■ WORK TO COMPLETE: If a line in the entries below holds the string "timers", copy it.

Saved data entries:
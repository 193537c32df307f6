//! Document visibility with optional debouncing.
//!
//! With a zero debounce window every change is emitted immediately. With a
//! non-zero window a change must hold for the whole window before it is
//! emitted from [`VisibilityDetector::poll`]; flipping back first cancels it.

use serde::{Deserialize, Serialize};

#[derive(Debug, Clone, Copy, PartialEq, Eq, Serialize, Deserialize)]
#[serde(rename_all = "lowercase")]
pub enum VisibilitySignal {
    Hidden,
    Visible,
}

#[derive(Debug, Clone)]
pub struct VisibilityDetector {
    debounce_ms: u64,
    visible: bool,
    pending: Option<(bool, u64)>,
}

impl VisibilityDetector {
    pub fn new(debounce_ms: u64) -> Self {
        Self {
            debounce_ms,
            visible: true,
            pending: None,
        }
    }

    pub fn is_hidden(&self) -> bool {
        !self.visible
    }

    pub fn report(&mut self, visible: bool, now_ms: u64) -> Option<VisibilitySignal> {
        if self.debounce_ms == 0 {
            return self.commit(visible);
        }
        if visible == self.visible {
            self.pending = None;
            return None;
        }
        match self.pending {
            Some((pending, _)) if pending == visible => {}
            _ => self.pending = Some((visible, now_ms)),
        }
        None
    }

    /// Emit a debounced change once it has held long enough.
    pub fn poll(&mut self, now_ms: u64) -> Option<VisibilitySignal> {
        let (visible, since) = self.pending?;
        if now_ms.saturating_sub(since) < self.debounce_ms {
            return None;
        }
        self.pending = None;
        self.commit(visible)
    }

    fn commit(&mut self, visible: bool) -> Option<VisibilitySignal> {
        if visible == self.visible {
            return None;
        }
        self.visible = visible;
        Some(if visible {
            VisibilitySignal::Visible
        } else {
            VisibilitySignal::Hidden
        })
    }
}

#[cfg(test)]
mod tests {
    use super::*;

    #[test]
    fn immediate_mode_is_edge_triggered() {
        let mut detector = VisibilityDetector::new(0);
        assert_eq!(detector.report(true, 0), None);
        assert_eq!(detector.report(false, 10), Some(VisibilitySignal::Hidden));
        assert_eq!(detector.report(false, 20), None);
        assert!(detector.is_hidden());
        assert_eq!(detector.report(true, 30), Some(VisibilitySignal::Visible));
    }

    #[test]
    fn debounced_change_waits_for_window() {
        let mut detector = VisibilityDetector::new(500);
        assert_eq!(detector.report(false, 1_000), None);
        assert_eq!(detector.poll(1_400), None);
        assert_eq!(detector.poll(1_500), Some(VisibilitySignal::Hidden));
        assert!(detector.is_hidden());
    }

    #[test]
    fn rapid_toggle_is_swallowed() {
        let mut detector = VisibilityDetector::new(500);
        detector.report(false, 1_000);
        detector.report(true, 1_200);
        assert_eq!(detector.poll(2_000), None);
        assert!(!detector.is_hidden());
    }
}
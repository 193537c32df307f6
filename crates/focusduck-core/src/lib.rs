//! # Focusduck Core Library
//!
//! Focus-session engine for a study page with an animated duck companion.
//! Everything runs off caller-supplied time: the host feeds inputs and
//! ticks, and the engine answers with timers to schedule and rows to persist.
//!
//! ## Architecture
//!
//! - **Timeline**: contiguous focus and gap segments on the counted session axis
//! - **Duck**: animation state machine with protected recovery states
//! - **Signals**: idle, visibility and "learning in another window" detection
//! - **Progress**: goal percentage with freezing and one-shot milestones
//! - **Session**: the engine that composes all of the above, plus its drivers
//! - **Storage**: SQLite persistence and TOML configuration
//!
//! ## Key Components
//!
//! - [`FocusSession`]: Pure per-session state machine
//! - [`SessionDriver`]: Deterministic driver with timers and persistence
//! - [`LiveSession`]: Tokio host against the wall clock
//! - [`Config`]: Application configuration management

pub mod duck;
pub mod error;
pub mod events;
pub mod progress;
pub mod session;
pub mod signals;
pub mod storage;
pub mod timeline;

pub use duck::{AnimationState, DuckMachine, DuckTimer};
pub use error::{ConfigError, CoreError, StorageError, ValidationError};
pub use events::{PersistOp, SessionEventKind, SessionEventRecord};
pub use progress::{Milestone, ProgressSnapshot, ProgressTracker};
pub use session::{
    Effect, FocusSession, Input, LiveSession, LiveSessionHandle, SessionDriver, SessionParams,
    SessionSnapshot,
};
pub use signals::{HeartbeatChannel, HeartbeatKind, HeartbeatMessage};
pub use storage::{Config, MemoryStore, SessionStore, SqliteStore};
pub use timeline::{Command, Counter, GapReason, Segment, SessionClock, TimelineBuilder};
use serde::{Deserialize, Serialize};

/// The three mutually exclusive session counters.
#[derive(Debug, Clone, Copy, PartialEq, Eq, Hash, Serialize, Deserialize)]
#[serde(rename_all = "lowercase")]
pub enum Counter {
    Active,
    Idle,
    Away,
}

impl Counter {
    pub fn as_str(self) -> &'static str {
        match self {
            Counter::Active => "active",
            Counter::Idle => "idle",
            Counter::Away => "away",
        }
    }

    /// Which counter one tick charges.
    ///
    /// Overrides win over everything, then hidden, then idle.
    pub fn select(override_active: bool, hidden: bool, idle: bool) -> Self {
        if override_active {
            Counter::Active
        } else if hidden {
            Counter::Away
        } else if idle {
            Counter::Idle
        } else {
            Counter::Active
        }
    }
}

#[derive(Debug, Clone, Copy, Default, PartialEq, Eq, Serialize, Deserialize)]
#[serde(rename_all = "camelCase")]
pub struct SessionClock {
    pub active_seconds: u64,
    pub idle_seconds: u64,
    pub away_seconds: u64,
}

impl SessionClock {
    pub fn new() -> Self {
        Self::default()
    }

    pub fn increment(&mut self, counter: Counter) {
        match counter {
            Counter::Active => self.active_seconds += 1,
            Counter::Idle => self.idle_seconds += 1,
            Counter::Away => self.away_seconds += 1,
        }
    }

    /// Position on the session axis.
    pub fn elapsed_secs(&self) -> u64 {
        self.active_seconds + self.idle_seconds + self.away_seconds
    }
}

■ RESULT FOR THIS TASK:
//! ticks, and the engine answers with timers to schedule and rows to persist.
//! - [`SessionDriver`]: Deterministic driver with timers and persistence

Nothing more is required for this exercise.